| ASSIGNMENT |
Check each line of the listing for the string "struct", then state how many lines have it. Only the number is wanted.

| PROVIDED INFORMATION |

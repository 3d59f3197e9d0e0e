//! Retry logic with exponential backoff for transient provider errors.

use crate::error::ProviderError;
use crate::types::RetryConfig;
use std::thread;

/// Callback trait for retry progress notifications.
pub trait RetryCallback: Sync {
    /// Called when an operation is being retried.
    ///
    /// # Arguments
    /// * `attempt` - Attempt that just failed (1-indexed)
    /// * `max_attempts` - Maximum number of attempts
    /// * `error` - The error that triggered the retry
    /// * `delay` - Time until next attempt
    fn on_retry(
        &self,
        attempt: u32,
        max_attempts: u32,
        error: &ProviderError,
        delay: std::time::Duration,
    );
}

/// Callback that logs retries at warn level.
pub struct LogCallback;

impl RetryCallback for LogCallback {
    fn on_retry(
        &self,
        attempt: u32,
        max_attempts: u32,
        error: &ProviderError,
        delay: std::time::Duration,
    ) {
        log::warn!(
            "Attempt {}/{} failed: {}. Retrying in {:.1}s...",
            attempt,
            max_attempts,
            error,
            delay.as_secs_f64()
        );
    }
}

/// Execute a provider call with retry logic.
///
/// Only errors marked transient are retried; anything else is returned
/// immediately. Returns the last error once attempts are exhausted.
pub fn with_retry<T, F>(
    config: &RetryConfig,
    callback: Option<&dyn RetryCallback>,
    mut operation: F,
) -> Result<T, ProviderError>
where
    F: FnMut() -> Result<T, ProviderError>,
{
    let max_attempts = config.max_attempts.max(1);
    let mut attempt = 0;

    loop {
        match operation() {
            Ok(result) => return Ok(result),
            Err(e) => {
                if !e.is_retryable() || attempt + 1 >= max_attempts {
                    return Err(e);
                }

                let delay = config.delay_for_attempt(attempt);
                if let Some(cb) = callback {
                    cb.on_retry(attempt + 1, max_attempts, &e, delay);
                }
                thread::sleep(delay);
                attempt += 1;
            }
        }
    }
}

#[cfg(test)]
mod tests {
    use super::*;
    use std::cell::Cell;
    use std::time::Duration;

    fn fast(max_attempts: u32) -> RetryConfig {
        RetryConfig::new(max_attempts, Duration::ZERO, 2.0)
    }

    #[test]
    fn test_transient_error_is_retried() {
        let calls = Cell::new(0);
        let result = with_retry(&fast(3), None, || {
            calls.set(calls.get() + 1);
            if calls.get() < 3 {
                Err(ProviderError::transient("throttled"))
            } else {
                Ok("vpc-1")
            }
        });
        assert_eq!(result.unwrap(), "vpc-1");
        assert_eq!(calls.get(), 3);
    }

    #[test]
    fn test_permanent_error_is_not_retried() {
        let calls = Cell::new(0);
        let result: Result<(), _> = with_retry(&fast(5), None, || {
            calls.set(calls.get() + 1);
            Err(ProviderError::permanent("invalid cidr"))
        });
        assert!(result.is_err());
        assert_eq!(calls.get(), 1);
    }

    #[test]
    fn test_attempts_are_bounded() {
        let calls = Cell::new(0);
        let result: Result<(), _> = with_retry(&fast(4), None, || {
            calls.set(calls.get() + 1);
            Err(ProviderError::transient("timeout"))
        });
        assert_eq!(result.unwrap_err().message, "timeout");
        assert_eq!(calls.get(), 4);
    }

    #[test]
    fn test_no_retry_config() {
        let calls = Cell::new(0);
        let _: Result<(), _> = with_retry(&RetryConfig::no_retry(), None, || {
            calls.set(calls.get() + 1);
            Err(ProviderError::transient("timeout"))
        });
        assert_eq!(calls.get(), 1);
    }
}
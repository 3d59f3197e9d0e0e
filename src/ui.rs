use chrono::{DateTime, Local, Utc};
use colored::Colorize;

/// Print an info message
pub fn info(msg: &str) {
    println!("{} {}", "ℹ".blue(), msg);
}

/// Print a success message
pub fn success(msg: &str) {
    println!("{} {}", "✓".green(), msg);
}

/// Print a warning message
pub fn warn(msg: &str) {
    println!("{} {}", "⚠".yellow(), msg);
}

/// Print a dim/muted message
pub fn dim(msg: &str) {
    println!("  {}", msg.dimmed());
}

/// Print a header/title
pub fn header(title: &str) {
    println!();
    println!("{}", title.bold());
    println!("{}", "─".repeat(title.chars().count()).dimmed());
}

/// Format a timestamp in local time
pub fn timestamp(at: &DateTime<Utc>) -> String {
    at.with_timezone(&Local).format("%Y-%m-%d %H:%M:%S").to_string()
}

/// Print a key-value pair
pub fn kv(key: &str, value: &str) {
    println!("  {}: {}", key.dimmed(), value);
}

/// Render a JSON value compactly for one-line display
pub fn short_value(value: &serde_json::Value, max_len: usize) -> String {
    let rendered = match value {
        serde_json::Value::String(s) => format!("\"{s}\""),
        other => other.to_string(),
    };
    truncate(&rendered, max_len)
}

/// Truncate a string for display, keeping the start
pub fn truncate(s: &str, max_len: usize) -> String {
    if s.chars().count() <= max_len {
        s.to_string()
    } else if max_len <= 3 {
        "...".to_string()
    } else {
        let kept: String = s.chars().take(max_len - 3).collect();
        format!("{kept}...")
    }
}
//! Built-in providers
//!
//! - `local`: deterministic ids, no external system
//! - `exec`: one external program call per operation, JSON on stdin/stdout

mod exec;
mod local;

pub use exec::ExecProvider;
pub use local::LocalProvider;

use crate::config::{ProviderKind, Settings};
use anyhow::{Context, Result};
use declarative::{Attributes, Provider, ProviderOutput, ProviderResult, ResourceId};
use std::collections::BTreeMap;

/// Build the provider selected in `[provider]`
pub fn from_settings(settings: &Settings) -> Result<Box<dyn Provider>> {
    let inner: Box<dyn Provider> = match settings.provider.kind {
        ProviderKind::Local => Box::new(LocalProvider),
        ProviderKind::Exec => {
            let command = settings
                .provider
                .command
                .as_deref()
                .context("[provider] kind = \"exec\" requires a command")?;
            log::debug!("Using exec provider: {}", command);
            Box::new(ExecProvider::new(command, settings.provider.args.clone()))
        }
    };
    Ok(Box::new(WithSchema {
        inner,
        replace_on: settings.replace_on(),
    }))
}

/// Adds `[schema.<type>] replace_on` to a provider's own triggers
struct WithSchema {
    inner: Box<dyn Provider>,
    replace_on: BTreeMap<String, Vec<String>>,
}

impl Provider for WithSchema {
    fn create(&self, resource: &ResourceId, attributes: &Attributes) -> ProviderResult<ProviderOutput> {
        self.inner.create(resource, attributes)
    }

    fn update(
        &self,
        resource: &ResourceId,
        id: &str,
        previous: &Attributes,
        attributes: &Attributes,
    ) -> ProviderResult<ProviderOutput> {
        self.inner.update(resource, id, previous, attributes)
    }

    fn destroy(&self, resource: &ResourceId, id: &str) -> ProviderResult<()> {
        self.inner.destroy(resource, id)
    }

    fn replace_triggers(&self, resource_type: &str) -> Vec<String> {
        let mut triggers = self.inner.replace_triggers(resource_type);
        if let Some(extra) = self.replace_on.get(resource_type) {
            triggers.extend(extra.iter().cloned());
        }
        triggers
    }
}

#[cfg(test)]
mod tests {
    use super::*;

    #[test]
    fn test_schema_triggers_added() {
        let settings = Settings::parse("[schema.aws_vpc]\nreplace_on = [\"cidr_block\"]\n").unwrap();
        let provider = from_settings(&settings).unwrap();
        assert_eq!(provider.replace_triggers("aws_vpc"), vec!["cidr_block"]);
        assert!(provider.replace_triggers("aws_subnet").is_empty());
    }

    #[test]
    fn test_exec_requires_command() {
        let settings = Settings::parse("[provider]\nkind = \"exec\"\n").unwrap();
        assert!(from_settings(&settings).is_err());
    }
}
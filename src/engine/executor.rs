//! Terminal progress and confirmation for apply runs

use anyhow::Result;
use colored::Colorize;
use declarative::{ApplyResult, ChangeAction, ConfirmCallback, ProgressCallback, ResourceId};
use indicatif::{ProgressBar, ProgressStyle};

/// Progress bar over change set entries
pub struct TerminalProgress {
    bar: Option<ProgressBar>,
    quiet: bool,
}

impl TerminalProgress {
    pub fn new(quiet: bool) -> Self {
        Self { bar: None, quiet }
    }

    fn println(&self, line: String) {
        match &self.bar {
            Some(bar) => bar.println(line),
            None => println!("{line}"),
        }
    }
}

/// Symbol for a finished entry
pub fn result_symbol(result: &ApplyResult) -> &'static str {
    match result {
        ApplyResult::Created
        | ApplyResult::Modified
        | ApplyResult::Replaced
        | ApplyResult::Removed => "✓",
        ApplyResult::Failed { .. } => "✗",
        ApplyResult::Skipped { .. } => "⊘",
    }
}

fn past_tense(result: &ApplyResult) -> &'static str {
    match result {
        ApplyResult::Created => "created",
        ApplyResult::Modified => "updated",
        ApplyResult::Replaced => "replaced",
        ApplyResult::Removed => "destroyed",
        ApplyResult::Failed { .. } => "failed",
        ApplyResult::Skipped { .. } => "skipped",
    }
}

impl ProgressCallback for TerminalProgress {
    fn on_batch_start(&mut self, count: usize) {
        if self.quiet {
            return;
        }
        let bar = ProgressBar::new(count as u64);
        if let Ok(style) =
            ProgressStyle::default_bar().template("{spinner:.green} [{bar:40.cyan/blue}] {pos}/{len} {msg}")
        {
            bar.set_style(style.progress_chars("=>-"));
        }
        self.bar = Some(bar);
    }

    fn on_resource_start(&mut self, id: &ResourceId, action: ChangeAction) {
        if let Some(bar) = &self.bar {
            bar.set_message(format!("{action} {id}"));
        }
    }

    fn on_resource_complete(&mut self, id: &ResourceId, result: &ApplyResult) {
        if self.quiet {
            return;
        }
        let symbol = result_symbol(result);
        let symbol = match result {
            ApplyResult::Failed { .. } => symbol.red(),
            ApplyResult::Skipped { .. } => symbol.dimmed(),
            _ => symbol.green(),
        };
        let detail = match result {
            ApplyResult::Failed { error } => format!(": {error}"),
            ApplyResult::Skipped { reason } => format!(" ({reason})"),
            _ => String::new(),
        };
        self.println(format!("  {} {} {}{}", symbol, id, past_tense(result), detail.dimmed()));
        if let Some(bar) = &self.bar {
            bar.inc(1);
        }
    }

    fn on_batch_complete(&mut self) {
        if let Some(bar) = self.bar.take() {
            bar.finish_and_clear();
        }
    }
}

/// Interactive yes/no prompt
pub struct DialoguerConfirm;

impl ConfirmCallback for DialoguerConfirm {
    fn confirm(&mut self, prompt: &str) -> Result<bool> {
        use dialoguer::Confirm;

        let confirmed = Confirm::new()
            .with_prompt(prompt)
            .default(false)
            .interact()?;

        Ok(confirmed)
    }
}
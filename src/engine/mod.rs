//! Terminal integration for the reconcile engine
//!
//! The engine lives in the `declarative` crate; this module renders change
//! sets and wires progress, confirmation and cancellation to the terminal.

pub mod differ;
pub mod executor;

pub use differ::{display_change_set, display_report};
pub use executor::{DialoguerConfirm, TerminalProgress};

| EXPECTED OUTPUT |
4